- _AIM OF THE EXERCISE_: Return verbatim all lines from the first one in the records to the line with "pub fn solver_log(&self)", both ends kept.

** SUPPLIED RECORDS follows **

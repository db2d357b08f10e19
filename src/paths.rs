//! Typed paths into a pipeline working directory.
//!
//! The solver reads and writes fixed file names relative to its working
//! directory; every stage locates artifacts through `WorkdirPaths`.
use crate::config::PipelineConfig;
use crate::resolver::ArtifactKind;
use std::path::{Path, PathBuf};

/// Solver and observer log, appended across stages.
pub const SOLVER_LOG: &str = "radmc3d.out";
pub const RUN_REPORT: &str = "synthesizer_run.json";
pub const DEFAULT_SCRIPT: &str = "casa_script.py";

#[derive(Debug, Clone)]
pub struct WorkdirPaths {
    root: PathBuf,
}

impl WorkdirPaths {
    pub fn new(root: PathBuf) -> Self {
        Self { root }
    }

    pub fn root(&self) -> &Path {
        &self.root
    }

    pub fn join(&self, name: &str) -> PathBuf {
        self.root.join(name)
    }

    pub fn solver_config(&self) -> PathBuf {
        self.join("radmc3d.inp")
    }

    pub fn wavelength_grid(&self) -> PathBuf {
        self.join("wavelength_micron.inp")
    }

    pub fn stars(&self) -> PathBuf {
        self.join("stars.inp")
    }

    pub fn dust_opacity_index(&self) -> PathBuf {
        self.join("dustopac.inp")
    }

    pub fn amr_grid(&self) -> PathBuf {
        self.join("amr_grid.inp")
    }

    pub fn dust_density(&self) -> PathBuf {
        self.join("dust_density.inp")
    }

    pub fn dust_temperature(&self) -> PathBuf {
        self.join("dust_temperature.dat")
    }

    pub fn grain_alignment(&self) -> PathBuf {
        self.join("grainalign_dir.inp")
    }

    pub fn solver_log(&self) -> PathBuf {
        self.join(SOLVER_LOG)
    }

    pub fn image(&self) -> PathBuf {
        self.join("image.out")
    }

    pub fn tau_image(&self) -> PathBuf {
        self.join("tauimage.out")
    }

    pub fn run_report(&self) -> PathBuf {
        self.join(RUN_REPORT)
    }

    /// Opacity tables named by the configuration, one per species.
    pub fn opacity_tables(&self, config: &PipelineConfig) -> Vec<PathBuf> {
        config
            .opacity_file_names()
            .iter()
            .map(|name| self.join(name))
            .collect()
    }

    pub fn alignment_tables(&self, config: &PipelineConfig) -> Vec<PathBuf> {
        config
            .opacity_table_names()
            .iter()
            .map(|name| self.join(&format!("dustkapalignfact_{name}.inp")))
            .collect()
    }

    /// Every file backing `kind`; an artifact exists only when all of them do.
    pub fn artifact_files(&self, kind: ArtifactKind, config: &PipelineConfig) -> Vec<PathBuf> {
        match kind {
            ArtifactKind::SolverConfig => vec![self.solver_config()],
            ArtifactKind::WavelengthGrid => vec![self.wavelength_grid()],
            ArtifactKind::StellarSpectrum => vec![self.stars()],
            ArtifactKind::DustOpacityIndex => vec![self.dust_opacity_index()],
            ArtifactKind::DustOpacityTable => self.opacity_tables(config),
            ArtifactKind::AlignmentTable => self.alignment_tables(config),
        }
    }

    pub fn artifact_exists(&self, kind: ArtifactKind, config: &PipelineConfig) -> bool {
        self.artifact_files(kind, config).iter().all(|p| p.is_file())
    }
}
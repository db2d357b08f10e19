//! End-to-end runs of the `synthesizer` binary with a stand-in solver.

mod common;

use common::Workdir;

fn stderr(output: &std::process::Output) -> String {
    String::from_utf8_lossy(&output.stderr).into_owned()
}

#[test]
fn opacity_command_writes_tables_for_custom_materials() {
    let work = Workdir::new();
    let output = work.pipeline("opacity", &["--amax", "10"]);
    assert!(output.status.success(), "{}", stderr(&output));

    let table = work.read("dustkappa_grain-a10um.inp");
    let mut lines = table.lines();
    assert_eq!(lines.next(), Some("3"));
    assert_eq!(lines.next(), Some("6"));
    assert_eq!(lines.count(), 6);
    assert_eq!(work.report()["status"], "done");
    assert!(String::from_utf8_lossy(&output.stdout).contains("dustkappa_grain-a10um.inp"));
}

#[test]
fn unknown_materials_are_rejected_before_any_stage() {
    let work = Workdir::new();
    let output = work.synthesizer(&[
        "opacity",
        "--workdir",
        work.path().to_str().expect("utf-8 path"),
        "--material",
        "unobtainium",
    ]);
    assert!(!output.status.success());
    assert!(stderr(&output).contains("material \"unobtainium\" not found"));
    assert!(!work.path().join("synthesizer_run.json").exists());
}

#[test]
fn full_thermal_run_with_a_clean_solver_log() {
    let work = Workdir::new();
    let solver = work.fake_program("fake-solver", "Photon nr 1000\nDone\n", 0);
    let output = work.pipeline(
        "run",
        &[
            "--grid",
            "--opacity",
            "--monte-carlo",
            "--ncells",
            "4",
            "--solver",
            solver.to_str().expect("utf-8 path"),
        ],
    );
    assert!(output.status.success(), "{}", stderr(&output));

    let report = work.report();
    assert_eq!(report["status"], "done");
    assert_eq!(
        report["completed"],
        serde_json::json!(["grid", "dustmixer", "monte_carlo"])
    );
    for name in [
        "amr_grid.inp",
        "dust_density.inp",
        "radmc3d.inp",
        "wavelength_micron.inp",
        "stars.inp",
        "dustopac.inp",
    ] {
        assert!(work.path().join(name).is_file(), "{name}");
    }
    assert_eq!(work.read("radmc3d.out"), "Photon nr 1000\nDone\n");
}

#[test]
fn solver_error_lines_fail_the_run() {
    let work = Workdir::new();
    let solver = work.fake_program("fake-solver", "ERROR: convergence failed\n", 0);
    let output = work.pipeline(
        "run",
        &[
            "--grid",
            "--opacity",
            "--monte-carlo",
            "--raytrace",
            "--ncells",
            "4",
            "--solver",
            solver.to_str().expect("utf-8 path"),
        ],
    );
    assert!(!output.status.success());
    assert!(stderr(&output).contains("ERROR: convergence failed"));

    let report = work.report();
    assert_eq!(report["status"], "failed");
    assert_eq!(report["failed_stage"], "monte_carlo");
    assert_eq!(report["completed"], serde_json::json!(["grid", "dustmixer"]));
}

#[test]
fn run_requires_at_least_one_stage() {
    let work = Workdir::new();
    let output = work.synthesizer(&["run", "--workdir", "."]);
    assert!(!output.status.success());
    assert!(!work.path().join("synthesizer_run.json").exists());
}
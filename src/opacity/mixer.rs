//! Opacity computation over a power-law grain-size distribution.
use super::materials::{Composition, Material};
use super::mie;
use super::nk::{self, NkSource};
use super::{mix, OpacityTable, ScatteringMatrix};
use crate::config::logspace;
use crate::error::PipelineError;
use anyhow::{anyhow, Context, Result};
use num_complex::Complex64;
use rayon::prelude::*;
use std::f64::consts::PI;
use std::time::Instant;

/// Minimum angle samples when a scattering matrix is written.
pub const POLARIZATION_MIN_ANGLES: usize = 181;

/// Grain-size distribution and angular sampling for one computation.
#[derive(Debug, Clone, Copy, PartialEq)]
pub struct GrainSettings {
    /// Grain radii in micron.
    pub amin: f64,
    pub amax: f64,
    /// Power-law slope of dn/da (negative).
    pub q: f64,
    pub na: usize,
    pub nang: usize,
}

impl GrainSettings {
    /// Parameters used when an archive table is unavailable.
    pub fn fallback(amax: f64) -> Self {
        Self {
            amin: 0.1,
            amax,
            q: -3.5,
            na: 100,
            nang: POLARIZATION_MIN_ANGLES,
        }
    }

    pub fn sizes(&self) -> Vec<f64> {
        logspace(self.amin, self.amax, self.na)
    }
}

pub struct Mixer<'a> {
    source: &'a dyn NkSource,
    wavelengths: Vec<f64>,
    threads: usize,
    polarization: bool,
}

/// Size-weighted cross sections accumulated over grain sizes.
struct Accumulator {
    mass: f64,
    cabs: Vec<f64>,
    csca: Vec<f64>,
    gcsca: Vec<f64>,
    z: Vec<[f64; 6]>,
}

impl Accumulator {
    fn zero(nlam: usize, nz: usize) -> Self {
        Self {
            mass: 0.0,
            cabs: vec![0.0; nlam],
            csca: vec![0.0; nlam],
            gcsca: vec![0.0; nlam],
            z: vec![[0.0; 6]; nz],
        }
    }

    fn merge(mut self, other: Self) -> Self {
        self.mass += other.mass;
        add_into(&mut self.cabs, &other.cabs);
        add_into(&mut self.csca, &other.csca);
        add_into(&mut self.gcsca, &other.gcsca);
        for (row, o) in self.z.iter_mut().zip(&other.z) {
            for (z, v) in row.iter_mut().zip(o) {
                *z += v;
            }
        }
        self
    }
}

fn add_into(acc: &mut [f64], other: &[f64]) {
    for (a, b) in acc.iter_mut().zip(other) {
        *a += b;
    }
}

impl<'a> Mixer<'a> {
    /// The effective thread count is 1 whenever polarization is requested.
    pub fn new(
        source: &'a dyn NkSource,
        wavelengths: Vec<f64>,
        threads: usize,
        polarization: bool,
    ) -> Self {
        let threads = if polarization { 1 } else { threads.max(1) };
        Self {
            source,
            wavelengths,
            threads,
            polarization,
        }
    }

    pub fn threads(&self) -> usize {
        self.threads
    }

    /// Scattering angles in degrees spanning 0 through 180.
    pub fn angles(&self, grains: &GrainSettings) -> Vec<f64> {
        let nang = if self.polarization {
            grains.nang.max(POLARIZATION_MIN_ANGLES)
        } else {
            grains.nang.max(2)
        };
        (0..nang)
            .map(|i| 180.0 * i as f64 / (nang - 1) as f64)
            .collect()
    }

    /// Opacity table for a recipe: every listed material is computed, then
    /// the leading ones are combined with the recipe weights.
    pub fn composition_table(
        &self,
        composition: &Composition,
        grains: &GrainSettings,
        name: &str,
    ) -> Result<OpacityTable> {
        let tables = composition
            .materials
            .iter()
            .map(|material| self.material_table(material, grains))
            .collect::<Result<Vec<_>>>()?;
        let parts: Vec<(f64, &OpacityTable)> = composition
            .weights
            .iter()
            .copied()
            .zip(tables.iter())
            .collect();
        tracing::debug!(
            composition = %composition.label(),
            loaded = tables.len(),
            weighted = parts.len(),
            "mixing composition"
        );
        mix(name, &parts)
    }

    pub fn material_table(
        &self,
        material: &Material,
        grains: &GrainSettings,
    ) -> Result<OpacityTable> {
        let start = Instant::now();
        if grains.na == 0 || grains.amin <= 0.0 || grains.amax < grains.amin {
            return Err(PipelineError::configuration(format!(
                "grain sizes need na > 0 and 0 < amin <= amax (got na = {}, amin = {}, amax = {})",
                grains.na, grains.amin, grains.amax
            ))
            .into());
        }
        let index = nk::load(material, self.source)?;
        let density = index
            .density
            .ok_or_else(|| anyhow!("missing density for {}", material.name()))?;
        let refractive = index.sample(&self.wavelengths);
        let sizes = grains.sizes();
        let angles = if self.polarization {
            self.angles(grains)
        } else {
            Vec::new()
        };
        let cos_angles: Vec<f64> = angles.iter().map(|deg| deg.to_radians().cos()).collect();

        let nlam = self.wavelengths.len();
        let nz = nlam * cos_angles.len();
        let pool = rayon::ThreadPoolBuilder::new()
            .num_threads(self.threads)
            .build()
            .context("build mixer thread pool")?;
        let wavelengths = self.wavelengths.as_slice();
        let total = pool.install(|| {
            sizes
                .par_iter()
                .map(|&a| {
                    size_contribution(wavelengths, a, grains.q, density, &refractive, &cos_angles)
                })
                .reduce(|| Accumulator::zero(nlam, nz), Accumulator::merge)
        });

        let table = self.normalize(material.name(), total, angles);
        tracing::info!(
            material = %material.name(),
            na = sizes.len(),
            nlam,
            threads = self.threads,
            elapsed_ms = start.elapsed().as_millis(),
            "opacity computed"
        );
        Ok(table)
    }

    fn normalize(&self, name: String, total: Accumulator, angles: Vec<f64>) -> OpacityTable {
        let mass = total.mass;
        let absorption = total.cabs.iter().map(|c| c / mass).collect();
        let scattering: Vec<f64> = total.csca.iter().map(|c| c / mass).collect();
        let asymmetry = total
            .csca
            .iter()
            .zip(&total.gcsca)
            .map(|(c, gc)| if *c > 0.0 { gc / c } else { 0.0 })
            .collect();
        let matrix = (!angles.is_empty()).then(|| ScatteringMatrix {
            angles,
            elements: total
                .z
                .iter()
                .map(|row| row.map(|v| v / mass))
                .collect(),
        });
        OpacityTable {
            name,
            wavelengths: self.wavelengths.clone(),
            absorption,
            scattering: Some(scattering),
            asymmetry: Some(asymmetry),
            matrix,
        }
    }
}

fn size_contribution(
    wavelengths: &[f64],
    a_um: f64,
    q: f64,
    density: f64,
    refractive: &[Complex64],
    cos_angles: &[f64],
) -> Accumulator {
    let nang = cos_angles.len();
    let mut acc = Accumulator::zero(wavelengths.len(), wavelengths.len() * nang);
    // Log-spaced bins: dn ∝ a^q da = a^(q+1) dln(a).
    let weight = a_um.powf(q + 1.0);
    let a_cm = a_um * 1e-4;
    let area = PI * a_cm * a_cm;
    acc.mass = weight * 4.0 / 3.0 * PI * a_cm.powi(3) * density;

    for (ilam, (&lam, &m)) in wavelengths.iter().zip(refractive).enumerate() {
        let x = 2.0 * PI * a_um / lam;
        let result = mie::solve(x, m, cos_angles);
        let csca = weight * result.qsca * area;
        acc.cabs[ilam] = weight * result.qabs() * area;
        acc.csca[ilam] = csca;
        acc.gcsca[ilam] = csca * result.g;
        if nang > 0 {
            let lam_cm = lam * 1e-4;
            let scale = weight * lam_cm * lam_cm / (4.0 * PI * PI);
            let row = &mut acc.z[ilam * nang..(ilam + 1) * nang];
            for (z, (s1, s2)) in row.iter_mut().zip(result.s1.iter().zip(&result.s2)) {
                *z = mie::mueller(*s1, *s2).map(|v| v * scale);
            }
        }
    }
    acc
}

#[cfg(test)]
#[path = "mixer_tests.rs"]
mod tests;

** End of SUPPLIED RECORDS **

- _RESULT FOR THIS TASK_:
repository db2d357b08f10e19
filename src/paths.rs
//! Typed paths into a pipeline working directory.
//!
//! The solver reads and writes fixed file names relative to its working
//! directory; every stage locates artifacts through `WorkdirPaths`.
use crate::config::PipelineConfig;
use crate::resolver::ArtifactKind;
use std::path::{Path, PathBuf};

/// Solver and observer log, appended across stages.
pub const SOLVER_LOG: &str = "radmc3d.out";
pub const RUN_REPORT: &str = "synthesizer_run.json";
pub const DEFAULT_SCRIPT: &str = "casa_script.py";

#[derive(Debug, Clone)]
pub struct WorkdirPaths {
    root: PathBuf,
}

impl WorkdirPaths {
    pub fn new(root: PathBuf) -> Self {
        Self { root }
    }

    pub fn root(&self) -> &Path {
        &self.root
    }

    pub fn join(&self, name: &str) -> PathBuf {
        self.root.join(name)
    }

    pub fn solver_config(&self) -> PathBuf {
        self.join("radmc3d.inp")
    }

    pub fn wavelength_grid(&self) -> PathBuf {
        self.join("wavelength_micron.inp")
    }

    pub fn stars(&self) -> PathBuf {
        self.join("stars.inp")
    }

    pub fn dust_opacity_index(&self) -> PathBuf {
        self.join("dustopac.inp")
    }

    pub fn amr_grid(&self) -> PathBuf {
        self.join("amr_grid.inp")
    }

    pub fn dust_density(&self) -> PathBuf {
        self.join("dust_density.inp")
    }

    pub fn dust_temperature(&self) -> PathBuf {
        self.join("dust_temperature.dat")
    }

    pub fn grain_alignment(&self) -> PathBuf {
        self.join("grainalign_dir.inp")
    }

    pub fn solver_log(&self) -> PathBuf {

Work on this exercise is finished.